Why is it so important for organisations to pass the ‘public benefit test’?
HM Revenue & Customs will apply a ‘public benefit test’ when deciding whether or not activities such as collaborative research between a university and a business are part of the university’s primary charitable purpose. If it decides that they are not, then such activities will be subject to corporation tax. Further changes in the law mean that this is the case whether the activity makes a profit or a loss. If it makes a profit, corporation tax is payable on the profit element. If the activity makes a loss, the amount of the loss will be regarded as “non-charitable expenditure” and tax exemption is not available on that amount of the charity’s income. This means that the charity would effectively have to pay corporation tax on the sum it has lost. There are some reliefs which may be applicable to reduce the tax burden on these losses, but it is not clear that these will be available in all cases.

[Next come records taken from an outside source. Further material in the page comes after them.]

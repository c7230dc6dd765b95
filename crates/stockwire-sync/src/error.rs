//! # Sync Error Types
//!
//! Every failure the inventory client can observe, grouped by how the client
//! reacts to it.
//!
//! ```text
//! ┌─────────────────────────────────────────────────────────────────────────┐
//! │  Category      │ Variants                      │ Client reaction        │
//! │  ──────────────┼───────────────────────────────┼──────────────────────  │
//! │  Config        │ InvalidConfig, InvalidUrl,    │ refuse to construct    │
//! │                │ ConfigLoadFailed              │                        │
//! │  Transport     │ ConnectionFailed, Timeout,    │ backoff and reconnect  │
//! │                │ Disconnected, TlsError,       │                        │
//! │                │ WebSocketError                │                        │
//! │  Protocol      │ Protocol, SerializationFailed │ record, stay connected │
//! │  Command       │ CommandRejected               │ drop, record           │
//! │  Terminal      │ ExhaustedRetries              │ Failed, tell the user  │
//! │  Internal      │ ShuttingDown, ChannelError,   │ report to the caller   │
//! │                │ Internal                      │                        │
//! └─────────────────────────────────────────────────────────────────────────┘
//! ```
//!
//! Only `Terminal` errors must reach the user; the rest are logged, recorded
//! as the client's last error, and absorbed.

use thiserror::Error;
use tokio_tungstenite::tungstenite;

use crate::machine::ConnectionState;

/// Result type alias for sync operations.
pub type SyncResult<T> = Result<T, SyncError>;

/// How the client reacts to an error.
#[derive(Debug, Clone, Copy, PartialEq, Eq, Hash)]
pub enum ErrorCategory {
    Config,
    Transport,
    Protocol,
    Command,
    Terminal,
    Internal,
}

/// Inventory client error.
///
/// `Clone` so the last error can be handed to any number of readers.
#[derive(Debug, Clone, PartialEq, Error)]
pub enum SyncError {
    // =========================================================================
    // Configuration
    // =========================================================================
    #[error("Invalid client configuration: {0}")]
    InvalidConfig(String),

    #[error("Invalid feed URL: {0}")]
    InvalidUrl(String),

    /// Config file unreadable or not valid TOML.
    #[error("Failed to load config: {0}")]
    ConfigLoadFailed(String),

    // =========================================================================
    // Transport
    // =========================================================================
    /// Dial or socket I/O failed.
    #[error("Connection failed: {0}")]
    ConnectionFailed(String),

    /// The feed closed the connection.
    #[error("Disconnected from inventory feed")]
    Disconnected,

    /// Dial did not complete within the connect timeout (seconds).
    #[error("Connection timeout after {0} seconds")]
    Timeout(u64),

    #[error("TLS error: {0}")]
    TlsError(String),

    #[error("WebSocket error: {0}")]
    WebSocketError(String),

    // =========================================================================
    // Protocol
    // =========================================================================
    /// A frame did not decode into an inventory update.
    #[error("Protocol error: {reason}")]
    Protocol { reason: String },

    /// An outbound command did not encode.
    #[error("Serialization failed: {0}")]
    SerializationFailed(String),

    // =========================================================================
    // Command
    // =========================================================================
    /// A command was issued while the connection was not usable.
    #[error("Command '{command}' rejected: connection is {state}")]
    CommandRejected {
        command: &'static str,
        state: ConnectionState,
    },

    // =========================================================================
    // Terminal
    // =========================================================================
    /// Reconnection gave up after the configured number of attempts.
    #[error("Lost connection to inventory feed after {attempts} attempts; resync required")]
    ExhaustedRetries { attempts: u32 },

    // =========================================================================
    // Internal
    // =========================================================================
    #[error("Inventory client is shutting down")]
    ShuttingDown,

    /// The driver task is gone or its queue is full.
    #[error("Channel error: {0}")]
    ChannelError(String),

    #[error("Internal error: {0}")]
    Internal(String),
}

impl SyncError {
    pub fn category(&self) -> ErrorCategory {
        match self {
            SyncError::InvalidConfig(_)
            | SyncError::InvalidUrl(_)
            | SyncError::ConfigLoadFailed(_) => ErrorCategory::Config,

            SyncError::ConnectionFailed(_)
            | SyncError::Disconnected
            | SyncError::Timeout(_)
            | SyncError::TlsError(_)
            | SyncError::WebSocketError(_) => ErrorCategory::Transport,

            SyncError::Protocol { .. } | SyncError::SerializationFailed(_) => {
                ErrorCategory::Protocol
            }

            SyncError::CommandRejected { .. } => ErrorCategory::Command,

            SyncError::ExhaustedRetries { .. } => ErrorCategory::Terminal,

            SyncError::ShuttingDown | SyncError::ChannelError(_) | SyncError::Internal(_) => {
                ErrorCategory::Internal
            }
        }
    }

    /// Returns true if the reconnect loop retries after this error.
    pub fn is_retryable(&self) -> bool {
        self.is_transport_error()
    }

    pub fn is_transport_error(&self) -> bool {
        self.category() == ErrorCategory::Transport
    }

    pub fn is_protocol_error(&self) -> bool {
        self.category() == ErrorCategory::Protocol
    }

    pub fn is_config_error(&self) -> bool {
        self.category() == ErrorCategory::Config
    }

    /// Returns true if someone has to act (manual resync, restart).
    pub fn requires_user_action(&self) -> bool {
        self.category() == ErrorCategory::Terminal
    }
}

// =============================================================================
// Conversions
// =============================================================================

impl From<tungstenite::Error> for SyncError {
    fn from(err: tungstenite::Error) -> Self {
        match err {
            tungstenite::Error::ConnectionClosed | tungstenite::Error::AlreadyClosed => {
                SyncError::Disconnected
            }
            tungstenite::Error::Io(e) => SyncError::ConnectionFailed(e.to_string()),
            tungstenite::Error::Tls(e) => SyncError::TlsError(e.to_string()),
            tungstenite::Error::Url(e) => SyncError::InvalidUrl(e.to_string()),
            other => SyncError::WebSocketError(other.to_string()),
        }
    }
}

impl From<serde_json::Error> for SyncError {
    fn from(err: serde_json::Error) -> Self {
        SyncError::SerializationFailed(err.to_string())
    }
}

impl From<url::ParseError> for SyncError {
    fn from(err: url::ParseError) -> Self {
        SyncError::InvalidUrl(err.to_string())
    }
}

impl From<std::io::Error> for SyncError {
    fn from(err: std::io::Error) -> Self {
        SyncError::ConfigLoadFailed(err.to_string())
    }
}

impl From<toml::de::Error> for SyncError {
    fn from(err: toml::de::Error) -> Self {
        SyncError::ConfigLoadFailed(err.to_string())
    }
}

#[cfg(test)]
mod tests {
    use super::*;

    #[test]
    fn test_only_transport_errors_retry() {
        assert!(SyncError::ConnectionFailed("refused".into()).is_retryable());
        assert!(SyncError::Disconnected.is_retryable());
        assert!(SyncError::Timeout(10).is_retryable());

        assert!(!SyncError::InvalidConfig("bad".into()).is_retryable());
        assert!(!SyncError::ExhaustedRetries { attempts: 5 }.is_retryable());
        assert!(!SyncError::Protocol { reason: "bad".into() }.is_retryable());
    }

    #[test]
    fn test_only_exhaustion_needs_the_user() {
        assert!(SyncError::ExhaustedRetries { attempts: 5 }.requires_user_action());
        assert!(!SyncError::Disconnected.requires_user_action());
        assert!(!SyncError::CommandRejected {
            command: "get_inventory",
            state: ConnectionState::Connecting,
        }
        .requires_user_action());
    }

    #[test]
    fn test_categories() {
        assert_eq!(
            SyncError::Protocol { reason: "x".into() }.category(),
            ErrorCategory::Protocol
        );
        assert_eq!(
            SyncError::InvalidUrl("x".into()).category(),
            ErrorCategory::Config
        );
        assert_eq!(SyncError::ShuttingDown.category(), ErrorCategory::Internal);
        assert!(SyncError::SerializationFailed("x".into()).is_protocol_error());
        assert!(SyncError::ConfigLoadFailed("x".into()).is_config_error());
    }

    #[test]
    fn test_tungstenite_conversion() {
        assert_eq!(
            SyncError::from(tungstenite::Error::ConnectionClosed),
            SyncError::Disconnected
        );
        let io = std::io::Error::new(std::io::ErrorKind::ConnectionRefused, "refused");
        assert!(SyncError::from(tungstenite::Error::Io(io)).is_transport_error());
    }

    #[test]
    fn test_error_display() {
        let err = SyncError::CommandRejected {
            command: "get_inventory",
            state: ConnectionState::Backoff {
                attempt: 2,
                delay_ms: 2000,
            },
        };
        assert_eq!(
            err.to_string(),
            "Command 'get_inventory' rejected: connection is backoff (attempt 2, retry in 2000ms)"
        );
        assert!(SyncError::ExhaustedRetries { attempts: 5 }
            .to_string()
            .contains("5 attempts"));
    }
}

It seems now that the more substantial the benefit to the collaborating business (e.g. in terms of improved business processes, early or exclusive access to research results, or superior rights to the intellectual property generated by the collaboration), the less likely it is that the private benefit from the activity will be considered incidental to the benefits the charity exists to produce. Therefore, whilst educational establishments will need to ensure that the collaborating business provides sufficient funding for supporting their research, they may at the same time be more conscious of trying to limit the rights granted to businesses arising from the research they are financing. In the long-term, this seems likely to discourage future collaboration between educational institutions and businesses.
Your Right to Reply
The Charity Commission has produced draft guidance for public consultation on this subject; the closing date is 11 July 2008. Further information is available on http://www.charity-commission.gov.uk/publicbenefit/pbedu.asp .
This focus is a general guide to what is a very complex area; action should be taken only after specific advice has been sought. For further information contact: Esther Gunaratnam by email on firstname.lastname@example.org or telephone her on 020 7842 8000.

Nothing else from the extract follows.